Asymptotic Robustness of Estimators in Rare-Event Simulation
P. L'Ecuyer, J. H. Blanchet, B. Tuffin, and P. W. Glynn
ACM Transactions on Modeling and Computer Simulation, Vol. 20, No. 1, Article 6, 1-41 (2010)
The asymptotic robustness of estimators as a function of a rarity parameter, in the context of rare-event simulation, is often qualified by properties such as bounded relative error (BRE) and logarithmic efficiency (LE), also called asymptotic optimality. However, these properties do not suffice to ensure that moments of order higher than one are well estimated. For example, they do not guarantee that the variance of the empirical variance remains under control as a function of the rarity parameter.

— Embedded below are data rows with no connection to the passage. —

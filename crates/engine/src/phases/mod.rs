// SPDX-License-Identifier: BUSL-1.1
// Copyright (c) 2026 Alfred Jean LLC

//! Built-in phase executors

mod command;
mod election;

pub use command::CommandExecutor;
pub use election::ElectionExecutor;

use crate::executor::{ExecutorRegistry, PhaseExecutor};
use orbit_adapters::CommandRunner;

pub const ELECTION: &str = "election";
pub const COMMAND: &str = "command";

pub(crate) fn register_builtin<R: CommandRunner>(registry: &mut ExecutorRegistry<R>) {
    registry
        .register(ELECTION, |params| {
            Ok(Box::new(ElectionExecutor::new(params)?) as Box<dyn PhaseExecutor>)
        })
        .register(COMMAND, |params| {
            Ok(Box::new(CommandExecutor::new(params)?) as Box<dyn PhaseExecutor>)
        });
}
// SPDX-License-Identifier: BUSL-1.1
// Copyright (c) 2026 Alfred Jean LLC

//! Shared fixtures for engine unit tests

use crate::executor::{ExecutorParams, Progress};
use crate::fsm::{Fsm, FsmDeps};
use crate::retry::RetryPolicy;
use orbit_adapters::FakeRunner;
use orbit_core::{
    ClusterRole, Clock, EngineConfig, FakeClock, Operation, OperationPlan, OperationType, Phase,
    PhaseId, Server,
};
use orbit_storage::{Backend, MemoryBackend};
use std::time::Duration;

pub const CLUSTER: &str = "example.com";
pub const OPERATION: &str = "op-1";

pub fn node1() -> Server {
    Server::new("node-1", "10.0.0.1", ClusterRole::Master)
}

pub fn node2() -> Server {
    Server::new("node-2", "10.0.0.2", ClusterRole::Master)
}

pub fn worker() -> Server {
    Server::new("node-3", "10.0.0.3", ClusterRole::Node)
}

/// `/masters/node1` then `/masters/node2`, node2 requiring node1
pub fn masters_plan(clock: &FakeClock) -> OperationPlan {
    OperationPlan::new(OPERATION, OperationType::Update, CLUSTER, clock.now())
        .with_servers(vec![node1(), node2(), worker()])
        .with_phases(vec![Phase::new("/masters", "Update masters").with_phases(vec![
            Phase::new("/masters/node1", "Update node-1")
                .with_executor("command")
                .with_server(node1())
                .with_detail("command", "update node-1")
                .with_detail("rollback", "revert node-1"),
            Phase::new("/masters/node2", "Update node-2")
                .with_executor("command")
                .with_server(node2())
                .with_detail("command", "update node-2")
                .with_detail("rollback", "revert node-2")
                .with_requires(["/masters/node1"]),
        ])])
}

/// Retries quickly so tests do not wait on the default backoff
pub fn fast_retry() -> RetryPolicy {
    RetryPolicy::default()
        .with_initial_interval(Duration::from_millis(5))
        .with_max_interval(Duration::from_millis(20))
        .with_max_elapsed_time(Duration::from_millis(200))
}

pub struct Harness {
    pub backend: MemoryBackend,
    pub runner: FakeRunner,
    pub clock: FakeClock,
    pub fsm: Fsm<MemoryBackend, FakeRunner, FakeClock>,
}

impl Harness {
    pub fn new(plan_fn: impl FnOnce(&FakeClock) -> OperationPlan) -> Self {
        let clock = FakeClock::new();
        let backend = MemoryBackend::new();
        let runner = FakeRunner::new();
        let plan = plan_fn(&clock);
        plan.validate().unwrap();
        backend
            .create_operation(&Operation::new(
                &plan.operation_id,
                &plan.cluster_name,
                plan.operation_type,
                &clock,
            ))
            .unwrap();
        backend.create_operation_plan(&plan).unwrap();

        let fsm = Self::fsm_for(&backend, &runner, &clock, &plan);
        Self {
            backend,
            runner,
            clock,
            fsm,
        }
    }

    /// Another engine sharing this harness's backend and runner
    pub fn second_engine(&self) -> Fsm<MemoryBackend, FakeRunner, FakeClock> {
        let plan = self
            .backend
            .get_operation_plan(CLUSTER, OPERATION)
            .unwrap();
        Self::fsm_for(&self.backend, &self.runner, &self.clock, &plan)
    }

    fn fsm_for(
        backend: &MemoryBackend,
        runner: &FakeRunner,
        clock: &FakeClock,
        plan: &OperationPlan,
    ) -> Fsm<MemoryBackend, FakeRunner, FakeClock> {
        Fsm::new(
            FsmDeps {
                backend: backend.clone(),
                runner: runner.clone(),
                clock: clock.clone(),
            },
            &plan.cluster_name,
            &plan.operation_id,
        )
        .with_retry(fast_retry())
    }

    pub fn changelog(&self) -> Vec<orbit_core::ChangelogEntry> {
        self.backend
            .get_operation_plan_changelog(CLUSTER, OPERATION)
            .unwrap()
    }

    pub fn state_of(&self, id: &str) -> orbit_core::PhaseState {
        let plan = self.fsm.get_plan().unwrap();
        plan.find_phase(&PhaseId::new(id)).unwrap().state
    }
}

/// Executor params for `phase_id` of `plan`
pub fn params_for(
    plan: &OperationPlan,
    phase_id: &str,
    runner: &FakeRunner,
) -> ExecutorParams<FakeRunner> {
    let phase = plan.find_phase(&PhaseId::new(phase_id)).unwrap().clone();
    let span = tracing::info_span!("test");
    ExecutorParams {
        plan: plan.clone(),
        progress: Progress::new(&phase, plan.total_steps(), span.clone()),
        phase,
        runner: runner.clone(),
        config: EngineConfig::default(),
        retry: fast_retry(),
        span,
    }
}
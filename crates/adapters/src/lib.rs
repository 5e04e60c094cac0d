// SPDX-License-Identifier: BUSL-1.1
// Copyright (c) 2026 Alfred Jean LLC

// Allow panic!/unwrap/expect in test code
#![cfg_attr(test, allow(clippy::panic))]
#![cfg_attr(test, allow(clippy::unwrap_used))]
#![cfg_attr(test, allow(clippy::expect_used))]
// Enable coverage(off) attribute for excluding test infrastructure
#![cfg_attr(coverage_nightly, feature(coverage_attribute))]

//! Adapters for external I/O

pub mod runner;
pub mod traced;

pub use runner::{
    CommandRunner, ConfiguredRunner, LocalRunner, NoOpRunner, RunnerError, SshRunner,
    SSH_CONNECTION_FAILURE,
};
pub use traced::TracedRunner;

// Test support - only compiled for tests or when explicitly requested
#[cfg(any(test, feature = "test-support"))]
pub use runner::{FakeRunner, RunnerCall};
// SPDX-License-Identifier: BUSL-1.1
// Copyright (c) 2026 Alfred Jean LLC

//! Plan changelog
//!
//! Append-only record of phase state transitions. Entries are never edited;
//! the latest entry for a phase is authoritative.

use crate::clock::Clock;
use crate::plan::{OperationPlan, PhaseId, PhaseState};
use chrono::{DateTime, Utc};
use serde::{Deserialize, Serialize};
use std::collections::BTreeMap;

/// A single phase state transition
#[derive(Debug, Clone, PartialEq, Eq, Serialize, Deserialize)]
pub struct ChangelogEntry {
    pub operation_id: String,
    pub domain: String,
    pub phase_id: PhaseId,
    pub state: PhaseState,
    #[serde(default, skip_serializing_if = "Option::is_none")]
    pub error: Option<String>,
    pub created: DateTime<Utc>,
    /// Assigned by the backend on append; 0 until then
    #[serde(default)]
    pub sequence: u64,
}

impl ChangelogEntry {
    pub fn new(
        plan: &OperationPlan,
        phase_id: PhaseId,
        state: PhaseState,
        clock: &impl Clock,
    ) -> Self {
        Self {
            operation_id: plan.operation_id.clone(),
            domain: plan.cluster_name.clone(),
            phase_id,
            state,
            error: None,
            created: clock.now(),
            sequence: 0,
        }
    }

    pub fn with_error(mut self, error: impl Into<String>) -> Self {
        self.error = Some(error.into());
        self
    }

    /// Whether this entry belongs to the given plan
    pub fn is_for(&self, plan: &OperationPlan) -> bool {
        self.operation_id == plan.operation_id && self.domain == plan.cluster_name
    }
}

/// Entries in resolution order.
///
/// Backend sequence first, then timestamp, then position in `entries`; a
/// stable sort keeps last-appended-wins for identical keys.
pub fn ordered(entries: &[ChangelogEntry]) -> Vec<&ChangelogEntry> {
    let mut out: Vec<&ChangelogEntry> = entries.iter().collect();
    out.sort_by(|a, b| {
        a.sequence
            .cmp(&b.sequence)
            .then_with(|| a.created.cmp(&b.created))
    });
    out
}

/// The authoritative (last) entry for each phase
pub fn latest_by_phase(entries: &[ChangelogEntry]) -> BTreeMap<&PhaseId, &ChangelogEntry> {
    let mut latest = BTreeMap::new();
    for entry in ordered(entries) {
        latest.insert(&entry.phase_id, entry);
    }
    latest
}

/// The authoritative entry for one phase
pub fn latest_for<'a>(
    entries: &'a [ChangelogEntry],
    phase: &PhaseId,
) -> Option<&'a ChangelogEntry> {
    ordered(entries)
        .into_iter()
        .filter(|e| &e.phase_id == phase)
        .last()
}

#[cfg(test)]
#[path = "changelog_tests.rs"]
mod tests;
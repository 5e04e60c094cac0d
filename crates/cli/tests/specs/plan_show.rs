// SPDX-License-Identifier: BUSL-1.1
// Copyright (c) 2026 Alfred Jean LLC

//! `orbit plan` display specs

use crate::prelude::*;

#[test]
fn text_shows_operation_and_phases() {
    let temp = Project::initialized();
    temp.orbit()
        .args(["plan"])
        .passes()
        .stdout_has("Operation: op-1 (update, example.com) in_progress")
        .stdout_has("/masters/node-1")
        .stdout_has("Check health")
        .stdout_has("Progress: 0/3 phases completed");
}

#[test]
fn show_subcommand_matches_default() {
    let temp = Project::initialized();
    let default = temp.orbit().args(["plan"]).passes().stdout();
    temp.orbit().args(["plan", "show"]).passes().stdout_eq(&default);
}

#[test]
fn json_shows_phase_states() {
    let temp = Project::initialized();
    let plan = temp.plan_json();

    assert_eq!(plan["operation"]["id"], "op-1");
    assert_eq!(plan["operation"]["state"], "in_progress");
    assert_eq!(phase_state(&plan, "/masters/node-1"), "unstarted");
    assert_eq!(phase_state(&plan, "/health"), "unstarted");
}

#[test]
fn progress_tracks_completed_phases() {
    let temp = Project::initialized();
    temp.orbit()
        .args(["plan", "execute", "/masters/node-1"])
        .passes();

    temp.orbit()
        .args(["plan"])
        .passes()
        .stdout_has("Progress: 1/3 phases completed");
}
// SPDX-License-Identifier: BUSL-1.1
// Copyright (c) 2026 Alfred Jean LLC

//! WAL-backed file store
//!
//! Layout of the state directory:
//!
//! ```text
//! <dir>/wal.jsonl   append-only records
//! <dir>/orbit.lock  advisory lock shared by every process using <dir>
//! ```
//!
//! Reads take a shared lock and writes an exclusive one. Both first catch up
//! on entries other processes appended since the last call, so every
//! decision is made against the full log.

use crate::backend::{AppendGuard, Backend};
use crate::error::StorageError;
use crate::state::{MaterializedState, Record};
use crate::wal::{WalReader, WalWriter};
use fs2::FileExt;
use orbit_core::{ChangelogEntry, Operation, OperationPlan, OperationState};
use std::fs::{File, OpenOptions};
use std::path::{Path, PathBuf};
use std::sync::{Mutex, MutexGuard};

const WAL_FILE: &str = "wal.jsonl";
const LOCK_FILE: &str = "orbit.lock";

/// Held advisory lock; released on drop
struct FileLock<'a>(&'a File);

impl<'a> FileLock<'a> {
    fn shared(file: &'a File) -> Result<Self, StorageError> {
        FileExt::lock_shared(file)?;
        Ok(Self(file))
    }

    fn exclusive(file: &'a File) -> Result<Self, StorageError> {
        FileExt::lock_exclusive(file)?;
        Ok(Self(file))
    }
}

impl Drop for FileLock<'_> {
    fn drop(&mut self) {
        if let Err(e) = FileExt::unlock(self.0) {
            tracing::warn!(error = %e, "failed to release state lock");
        }
    }
}

struct Inner {
    state: MaterializedState,
    /// Byte offset just past the last applied entry
    position: u64,
    next_wal_sequence: u64,
    writer: WalWriter,
    reader: WalReader,
}

impl Inner {
    /// Apply entries appended since the last call. Returns true when the
    /// log ends in a corrupt or truncated entry.
    fn catch_up(&mut self) -> Result<bool, StorageError> {
        let batch = self.reader.read_from(self.position)?;
        for entry in &batch.entries {
            if let Err(e) = self.state.apply(&entry.record) {
                tracing::warn!(
                    sequence = entry.sequence,
                    record = entry.record.name(),
                    error = %e,
                    "skipping wal entry that does not apply"
                );
            }
            self.next_wal_sequence = entry.sequence + 1;
        }
        self.position = batch.end;
        if let Some(corruption) = &batch.corruption {
            tracing::warn!(error = %corruption, "stopping wal replay at invalid entry");
        }
        Ok(batch.corruption.is_some())
    }

    fn append(&mut self, record: Record) -> Result<(), StorageError> {
        let (entry, len) = self.writer.append(self.next_wal_sequence, record)?;
        self.next_wal_sequence += 1;
        self.position += len;
        self.state.apply(&entry.record)
    }
}

/// Backend persisting records to a write-ahead log in a state directory.
///
/// Conditional appends are atomic across processes on the same host.
pub struct FileBackend {
    dir: PathBuf,
    lock_file: File,
    inner: Mutex<Inner>,
}

impl FileBackend {
    /// Open or create a store in `dir`, tagging entries with this host's ID
    pub fn open(dir: &Path) -> Result<Self, StorageError> {
        Self::open_with_machine_id(dir, &orbit_core::machine_id())
    }

    pub fn open_with_machine_id(dir: &Path, machine_id: &str) -> Result<Self, StorageError> {
        std::fs::create_dir_all(dir)?;
        let wal_path = dir.join(WAL_FILE);
        let lock_file = OpenOptions::new()
            .create(true)
            .truncate(false)
            .read(true)
            .write(true)
            .open(dir.join(LOCK_FILE))?;

        let backend = Self {
            dir: dir.to_path_buf(),
            lock_file,
            inner: Mutex::new(Inner {
                state: MaterializedState::new(),
                position: 0,
                next_wal_sequence: 0,
                writer: WalWriter::open(&wal_path, machine_id)?,
                reader: WalReader::new(&wal_path),
            }),
        };

        {
            let mut inner = backend.inner();
            let _lock = FileLock::shared(&backend.lock_file)?;
            inner.catch_up()?;
            tracing::debug!(
                dir = %dir.display(),
                entries = inner.next_wal_sequence,
                "opened state directory"
            );
        }
        Ok(backend)
    }

    pub fn dir(&self) -> &Path {
        &self.dir
    }

    pub fn wal_path(&self) -> PathBuf {
        self.dir.join(WAL_FILE)
    }

    fn inner(&self) -> MutexGuard<'_, Inner> {
        self.inner.lock().unwrap_or_else(|e| e.into_inner())
    }

    fn read<T>(
        &self,
        f: impl FnOnce(&MaterializedState) -> Result<T, StorageError>,
    ) -> Result<T, StorageError> {
        let mut inner = self.inner();
        let _lock = FileLock::shared(&self.lock_file)?;
        inner.catch_up()?;
        f(&inner.state)
    }

    /// Build a record against the caught-up state and append it.
    /// `build` returning `None` skips the append.
    fn write(
        &self,
        build: impl FnOnce(&MaterializedState) -> Result<Option<Record>, StorageError>,
    ) -> Result<Option<Record>, StorageError> {
        let mut inner = self.inner();
        let _lock = FileLock::exclusive(&self.lock_file)?;
        if inner.catch_up()? {
            let position = inner.position;
            tracing::warn!(position, "truncating wal at last valid entry");
            inner.writer.truncate(position)?;
        }

        let Some(record) = build(&inner.state)? else {
            return Ok(None);
        };
        inner.state.check(&record)?;
        inner.append(record.clone())?;
        Ok(Some(record))
    }
}

fn appended(record: Option<Record>) -> Option<ChangelogEntry> {
    match record {
        Some(Record::ChangelogAppended { entry }) => Some(entry),
        _ => None,
    }
}

fn changelog_record(state: &MaterializedState, mut entry: ChangelogEntry) -> Record {
    entry.sequence = state.next_sequence();
    Record::ChangelogAppended { entry }
}

impl Backend for FileBackend {
    fn create_operation(&self, operation: &Operation) -> Result<(), StorageError> {
        self.write(|_| {
            Ok(Some(Record::OperationCreated {
                operation: operation.clone(),
            }))
        })?;
        Ok(())
    }

    fn get_operation(&self, domain: &str, id: &str) -> Result<Operation, StorageError> {
        self.read(|state| {
            state
                .operation(domain, id)
                .cloned()
                .ok_or_else(|| StorageError::not_found("operation", format!("{}/{}", domain, id)))
        })
    }

    fn get_last_operation(&self) -> Result<Operation, StorageError> {
        self.read(|state| {
            state
                .last_operation()
                .cloned()
                .ok_or_else(|| StorageError::not_found("operation", "last"))
        })
    }

    fn update_operation_state(
        &self,
        domain: &str,
        id: &str,
        state: OperationState,
    ) -> Result<Operation, StorageError> {
        let mut updated = None;
        self.write(|current| {
            let mut op = current
                .operation(domain, id)
                .cloned()
                .ok_or_else(|| StorageError::not_found("operation", format!("{}/{}", domain, id)))?;
            op.state = state;
            updated = Some(op);
            Ok(Some(Record::OperationStateChanged {
                domain: domain.to_string(),
                id: id.to_string(),
                state,
            }))
        })?;
        updated.ok_or_else(|| StorageError::not_found("operation", format!("{}/{}", domain, id)))
    }

    fn create_operation_plan(&self, plan: &OperationPlan) -> Result<(), StorageError> {
        self.write(|_| Ok(Some(Record::PlanCreated { plan: plan.clone() })))?;
        Ok(())
    }

    fn get_operation_plan(
        &self,
        domain: &str,
        operation_id: &str,
    ) -> Result<OperationPlan, StorageError> {
        self.read(|state| {
            state.plan(domain, operation_id).cloned().ok_or_else(|| {
                StorageError::not_found("plan", format!("{}/{}", domain, operation_id))
            })
        })
    }

    fn get_operation_plan_changelog(
        &self,
        domain: &str,
        operation_id: &str,
    ) -> Result<Vec<ChangelogEntry>, StorageError> {
        self.read(|state| Ok(state.changelog(domain, operation_id).to_vec()))
    }

    fn append_changelog_entry(
        &self,
        entry: ChangelogEntry,
    ) -> Result<ChangelogEntry, StorageError> {
        let key = format!("{}/{}", entry.domain, entry.operation_id);
        let record = self.write(|state| Ok(Some(changelog_record(state, entry))))?;
        appended(record).ok_or_else(|| StorageError::not_found("plan", key))
    }

    fn append_changelog_entry_if(
        &self,
        entry: ChangelogEntry,
        guard: AppendGuard<'_>,
    ) -> Result<Option<ChangelogEntry>, StorageError> {
        let record = self.write(|state| {
            if !guard(state.changelog(&entry.domain, &entry.operation_id)) {
                return Ok(None);
            }
            Ok(Some(changelog_record(state, entry)))
        })?;
        Ok(appended(record))
    }

    fn supports_atomic_append(&self) -> bool {
        true
    }
}

#[cfg(test)]
#[path = "file_tests.rs"]
mod tests;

We study generalizations of the BRE and LE properties that take care of this limitation. They are named bounded relative moment of order k (BRM-k) and logarithmic efficiency of order k (LE-k), where k ≥ 1 is an arbitrary real number.We also introduce and examine a stronger notion called vanishing relative centered moment of order k, and exhibit examples where it holds. These properties are of interest for various estimators, including the empirical mean and the empirical variance. We develop (sufficient) Lyapunov-type conditions for these properties in a setting where state-dependent importance sampling (IS) is used to estimate first-passage time probabilities.We show how these conditions can guide us in the design of good IS schemes, that enjoy convenient asymptotic robustness properties, in the context of random walks with light-tailed and heavy-tailed increments. As another illustration, we study the hierarchy between these robustness properties (and a few others) for a model of highly reliable Markovian system (HRMS) where the goal is to estimate the failure probability of the system. In this setting, for a popular class of IS schemes, we show that BRM-k and LE-k are equivalent and that these properties become strictly stronger when k increases. We also obtain a necessary and sufficient condition for BRM-k in terms of quantities that can be readily computed from the parameters of the model.